### [Brief]
The reply must consist of the entire listing, reproduced exactly.
+ + + + +
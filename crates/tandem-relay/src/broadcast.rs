//! Room fan-out with drop-and-evict backpressure.

use tandem_common::{ConnectionId, TandemError};
use tokio::sync::mpsc::error::TrySendError;

use crate::protocol::Message;
use crate::registry::{ConnectionRegistry, Visit};

/// Outcome of one broadcast.
#[derive(Debug, Clone, Default, PartialEq, Eq)]
pub struct BroadcastReport {
    /// Recipients whose queue accepted the message.
    pub delivered: usize,
    /// Recipients removed from the registry because their queue was full
    /// or their connection was already gone.
    pub evicted: Vec<ConnectionId>,
}

impl BroadcastReport {
    pub fn recipients(&self) -> usize {
        self.delivered + self.evicted.len()
    }

    /// Fold another broadcast's outcome into this one.
    pub fn merge(&mut self, other: BroadcastReport) {
        self.delivered += other.delivered;
        self.evicted.extend(other.evicted);
    }
}

impl ConnectionRegistry {
    /// Deliver `message` to every session in `room_id`, sender included.
    ///
    /// Enqueueing never waits. A recipient that cannot take the message is
    /// evicted and the fan-out continues with the rest of the room. The only
    /// error is failing to encode the message, which happens before any
    /// recipient is touched.
    pub async fn broadcast(
        &self,
        room_id: &str,
        message: &Message,
    ) -> Result<BroadcastReport, TandemError> {
        let payload = message
            .encode()
            .map_err(|e| TandemError::Other(format!("failed to encode message: {e}")))?;

        let mut report = BroadcastReport::default();
        self.for_each_in_room(room_id, |conn, session| {
            match session.outbound().try_send(payload.clone()) {
                Ok(()) => {
                    report.delivered += 1;
                    Visit::Keep
                }
                Err(TrySendError::Full(_)) => {
                    tracing::warn!(
                        conn = %conn,
                        room = room_id,
                        user = session.user_id,
                        "Outbound queue full, evicting slow client"
                    );
                    session.evict();
                    report.evicted.push(conn);
                    Visit::Remove
                }
                Err(TrySendError::Closed(_)) => {
                    tracing::debug!(
                        conn = %conn,
                        room = room_id,
                        user = session.user_id,
                        "Outbound queue closed, removing session"
                    );
                    session.evict();
                    report.evicted.push(conn);
                    Visit::Remove
                }
            }
        })
        .await;

        Ok(report)
    }
}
+ + + + +
### [Reply to the exercise]
filename crates/tandem-relay/src/broadcast.rs
//! Room fan-out with drop-and-evict backpressure.

use tandem_common::{ConnectionId, TandemError};
use tokio::sync::mpsc::error::TrySendError;

use crate::protocol::Message;
use crate::registry::{ConnectionRegistry, Visit};

/// Outcome of one broadcast.
#[derive(Debug, Clone, Default, PartialEq, Eq)]
pub struct BroadcastReport {
    /// Recipients whose queue accepted the message.
    pub delivered: usize,
    /// Recipients removed from the registry because their queue was full
    /// or their connection was already gone.
    pub evicted: Vec<ConnectionId>,
}

impl BroadcastReport {
    pub fn recipients(&self) -> usize {
        self.delivered + self.evicted.len()
    }

    /// Fold another broadcast's outcome into this one.
    pub fn merge(&mut self, other: BroadcastReport) {
        self.delivered += other.delivered;
        self.evicted.extend(other.evicted);
    }
}

impl ConnectionRegistry {
    /// Deliver `message` to every session in `room_id`, sender included.
    ///
    /// Enqueueing never waits. A recipient that cannot take the message is
    /// evicted and the fan-out continues with the rest of the room. The only
    /// error is failing to encode the message, which happens before any
    /// recipient is touched.
    pub async fn broadcast(
        &self,
        room_id: &str,
        message: &Message,
    ) -> Result<BroadcastReport, TandemError> {
        let payload = message
            .encode()
            .map_err(|e| TandemError::Other(format!("failed to encode message: {e}")))?;

        let mut report = BroadcastReport::default();
        self.for_each_in_room(room_id, |conn, session| {
            match session.outbound().try_send(payload.clone()) {
                Ok(()) => {
                    report.delivered += 1;
                    Visit::Keep
                }
                Err(TrySendError::Full(_)) => {
                    tracing::warn!(
                        conn = %conn,
                        room = room_id,
                        user = session.user_id,
                        "Outbound queue full, evicting slow client"
                    );
                    session.evict();
                    report.evicted.push(conn);
                    Visit::Remove
                }
                Err(TrySendError::Closed(_)) => {
                    tracing::debug!(
                        conn = %conn,
                        room = room_id,
                        user = session.user_id,
                        "Outbound queue closed, removing session"
                    );
                    session.evict();
                    report.evicted.push(conn);
                    Visit::Remove
                }
            }
        })
        .await;

        Ok(report)
    }
}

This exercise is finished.